Secreted phospholipase 2 (sPLA2) is the largest family of phospholipase A2 (PLA2) enzymes with 11 mammalian isoforms. Each sPLA2 exhibits different localizations and specific properties, being involved in a very wide spectrum of biological processes. The enzymatic activity of sPLA2 has been well described; however, recent findings have shown that they could regulate different signaling pathways by acting directly as ligands. Arachidonic acid (AA) and its derivatives are produced by sPLA2 in collaboration with other molecules in the extracellular space, making important impacts on the cellular environment, being especially relevant in the contexts of immunity and cancer. For these reasons, this review focuses on sPLA2 functions in processes such as the promotion of EMT, angiogenesis, and immunomodulation in the context of tumor initiation and progression. Finally, we will also describe how this knowledge has been applied in the search for new sPLA2 inhibitory compounds that can be used for cancer treatment.

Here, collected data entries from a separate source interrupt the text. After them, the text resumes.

//--------------------------------------------------------------------------------------------------
// MODULE OVERVIEW
//--------------------------------------------------------------------------------------------------
// Entry point for the matchbook engine. With no arguments it feeds the
// built-in fixture through the engine and verifies the emitted event stream
// against the expected one (exit code 0 on match, 1 on mismatch). Other
// modes process an input file or soak the engine with generated intents.
//--------------------------------------------------------------------------------------------------
// Verify the built-in fixture:    cargo run --bin main
// Process an input file:          cargo run --bin main -- --file input.txt
// Random soak run:                cargo run --bin main -- --random 1000 --seed 7
// Export the emitted events:      cargo run --bin main -- --event-file events.jsonl
use std::fs::File;
use std::io::{BufWriter, Write};
use std::path::PathBuf;

use anyhow::{bail, Context, Result};
use rust_decimal_macros::dec;
use structopt::StructOpt;
use tracing::info;
use tracing_subscriber::EnvFilter;

use matchbook::{
    decode_input, feed::read_intents_from_path, feed::RandomFeed, inspector, Config, EngineEvent,
    EventLog, MatchEngine,
};

/// CLI options for the driver
#[derive(StructOpt, Debug)]
#[structopt(name = "matchbook", about = "Single-instrument order matching engine")]
struct Opt {
    /// Process intents from a file instead of the built-in fixture
    #[structopt(long, parse(from_os_str), help = "Input file, one intent per line")]
    file: Option<PathBuf>,

    /// Soak the engine with generated intents instead of the fixture
    #[structopt(long, help = "Number of random intents to generate")]
    random: Option<usize>,

    /// Seed for the random soak
    #[structopt(long, default_value = "1", help = "Random feed seed")]
    seed: u64,

    /// Print the final order book to stdout
    #[structopt(long, help = "Print the final order book")]
    show_book: bool,

    /// Write the emitted event stream as JSON lines
    #[structopt(long, parse(from_os_str), help = "Event export path (JSON lines)")]
    event_file: Option<PathBuf>,
}

/// The built-in fixture: one intent per line, side 0 = BUY, 1 = SELL.
const FIXTURE_INPUT: &str = "\
0,100000,1,1,1075
0,100001,0,9,1000
0,100002,0,30,975
0,100003,1,10,1050
0,100004,0,10,950
0,100005,1,2,1025
0,100006,0,1,1000
1,100004
0,100007,1,5,1025
0,100008,0,3,1050
5,100009,1,3
5,100010,0,10
6,100011,1,30,1000
";

/// The event stream the fixture must produce, in publish order.
fn expected_fixture_events() -> Vec<EngineEvent> {
    use EngineEvent::*;
    vec![
        CancelAck { order_id: 100004 },
        OrderFullyFilled { order_id: 100005 },
        Trade { quantity: 2, price: dec!(1025.0) },
        OrderPartiallyFilled { order_id: 100008, filled_quantity: 2, remaining_quantity: 1 },
        OrderPartiallyFilled { order_id: 100007, filled_quantity: 1, remaining_quantity: 4 },
        Trade { quantity: 1, price: dec!(1050.0) },
        OrderPartiallyFilled { order_id: 100002, filled_quantity: 3, remaining_quantity: 27 },
        Trade { quantity: 3, price: dec!(975.0) },
        OrderFullyFilled { order_id: 100007 },
        Trade { quantity: 4, price: dec!(1025.0) },
        OrderPartiallyFilled { order_id: 100010, filled_quantity: 4, remaining_quantity: 6 },
        OrderPartiallyFilled { order_id: 100003, filled_quantity: 6, remaining_quantity: 4 },
        Trade { quantity: 6, price: dec!(1025.0) },
        OrderFullyFilled { order_id: 100002 },
        Trade { quantity: 27, price: dec!(975.0) },
        OrderPartiallyFilled { order_id: 100011, filled_quantity: 27, remaining_quantity: 3 },
        OrderPartiallyFilled { order_id: 100001, filled_quantity: 3, remaining_quantity: 6 },
        Trade { quantity: 3, price: dec!(975.0) },
    ]
}

fn verify_events(actual: &[EngineEvent], expected: &[EngineEvent]) -> Result<()> {
    if actual.len() != expected.len() {
        bail!(
            "event count mismatch: expected {}, got {}",
            expected.len(),
            actual.len()
        );
    }
    for (index, (actual, expected)) in actual.iter().zip(expected.iter()).enumerate() {
        if actual != expected {
            bail!(
                "event mismatch at index {}: expected {:?}, got {:?}",
                index,
                expected,
                actual
            );
        }
    }
    Ok(())
}

fn main() -> Result<()> {
    // Initialize logging
    tracing_subscriber::fmt()
        .with_env_filter(EnvFilter::try_from_default_env().unwrap_or_else(|_| EnvFilter::new("info")))
        .init();

    let opt = Opt::from_args();
    let config = Config::from_env();
    info!(app_id = %config.app_id, "starting matchbook engine");

    // Pick the intent source: explicit file, random soak, configured file,
    // or the built-in fixture. Only the fixture is verified.
    let mut verify_fixture = false;
    let intents = if let Some(path) = opt.file.as_ref() {
        read_intents_from_path(path)
            .with_context(|| format!("failed to read intents from {}", path.display()))?
    } else if let Some(count) = opt.random {
        info!(count, seed = opt.seed, "generating random intent stream");
        RandomFeed::new(opt.seed).batch(count)
    } else if let Some(path) = config.input_file.as_ref() {
        read_intents_from_path(path)
            .with_context(|| format!("failed to read intents from {}", path.display()))?
    } else {
        verify_fixture = true;
        decode_input(FIXTURE_INPUT)
    };

    info!(count = intents.len(), "processing intents");
    let mut engine = MatchEngine::new(EventLog::new());
    for intent in intents {
        engine
            .process(intent)
            .context("engine halted on an integrity failure")?;
    }

    if opt.show_book || config.book_dump {
        println!("{}", inspector::render(engine.book()));
    }

    let log = engine.into_sink();
    for record in log.records() {
        info!(sequence = record.sequence, event = ?record.event, "emitted");
    }

    if let Some(path) = opt.event_file.as_ref() {
        let file = File::create(path)
            .with_context(|| format!("failed to create event file {}", path.display()))?;
        let mut writer = BufWriter::new(file);
        for record in log.records() {
            serde_json::to_writer(&mut writer, record).context("failed to serialize event")?;
            writer.write_all(b"\n").context("failed to write event")?;
        }
        info!(path = %path.display(), count = log.len(), "event stream exported");
    }

    if verify_fixture {
        verify_events(&log.events(), &expected_fixture_events())?;
        info!("event stream verification passed");
    }

    Ok(())
}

Keywords: EMT; arachidonic acid; phospholipases; sPLA2; tumor microenvironment.

Figure 1

Metabolic products of arachidonic acid (AA). AA is released from membrane phospholipids by phospholipase A2 (PLA2) and metabolized by three main enzyme families: cyclooxygenases (COX), lipoxygenases (LOX), and cytochrome P450 (CYP450). COX-1 and COX-2 convert AA into prostaglandins (PG) D, I, E, A, and F2α, and thromboxanes A2 (TXA2). LOX catalyze the formation of hydroperoxyeicosatetraenoic acids (HpETE) and hydroxyeicosatetraenoic acids (HETE), leukotrienes (LT) A, B, C, D, and E, and lipoxins (LX) A and B. Lastly, CYP450 converts AA in epoxyeicosatrienoic acids (EET) and HETE. Dashed arrows represent each metabolite’s role in inflammation, angiogenesis, metastasis, proliferation, and immune modulation.

Figure 2

Signaling networks that regulate epithelial–mesenchymal transition (EMT) activated by secreted phospholipases A2 (sPLA2). sPLA2 can activate EMT signaling pathways directly by engaging with sPLA2A-binding proteins (sPLA2A-BP) and being translocated to the cytoplasm, or by producing arachidonic acid and downstream metabolites (AA met). Transforming growth factor β (TGF-β), growth receptors and tumor necrosis factor α (TNFα) signaling pathways can induce EMT by the activation of the transcription factors (TF) SNAI1, ZEB1/2, TWIST, and SLUG. TGF-β induces EMT by the phosphorylation of Smad2 and Smad3, which localize to the nucleus with Smad4 to activate EMT TF. Several growth factors that act through tyrosine kinase receptors, such as epidermal growth factor (EGF), fibroblast growth factor (FGF), and hepatocyte growth factor (HGF), promote EMT thought the RAS-Mitogen-activated protein kinase (MAPK)/ERK signaling cascade or the Phosphatidylinositol 3-kinase/Protein kinase B (PI3K)/Akt axis, which ultimately activate nuclear factor kappa-light-chain-enhancer of activated B cells (NF-κB). TNFα also activates the NF-κB pathway. Finally, Wnt stabilizes β-catenin, which translocates to the nucleus to activate ZEB1 and SNAI1 directly.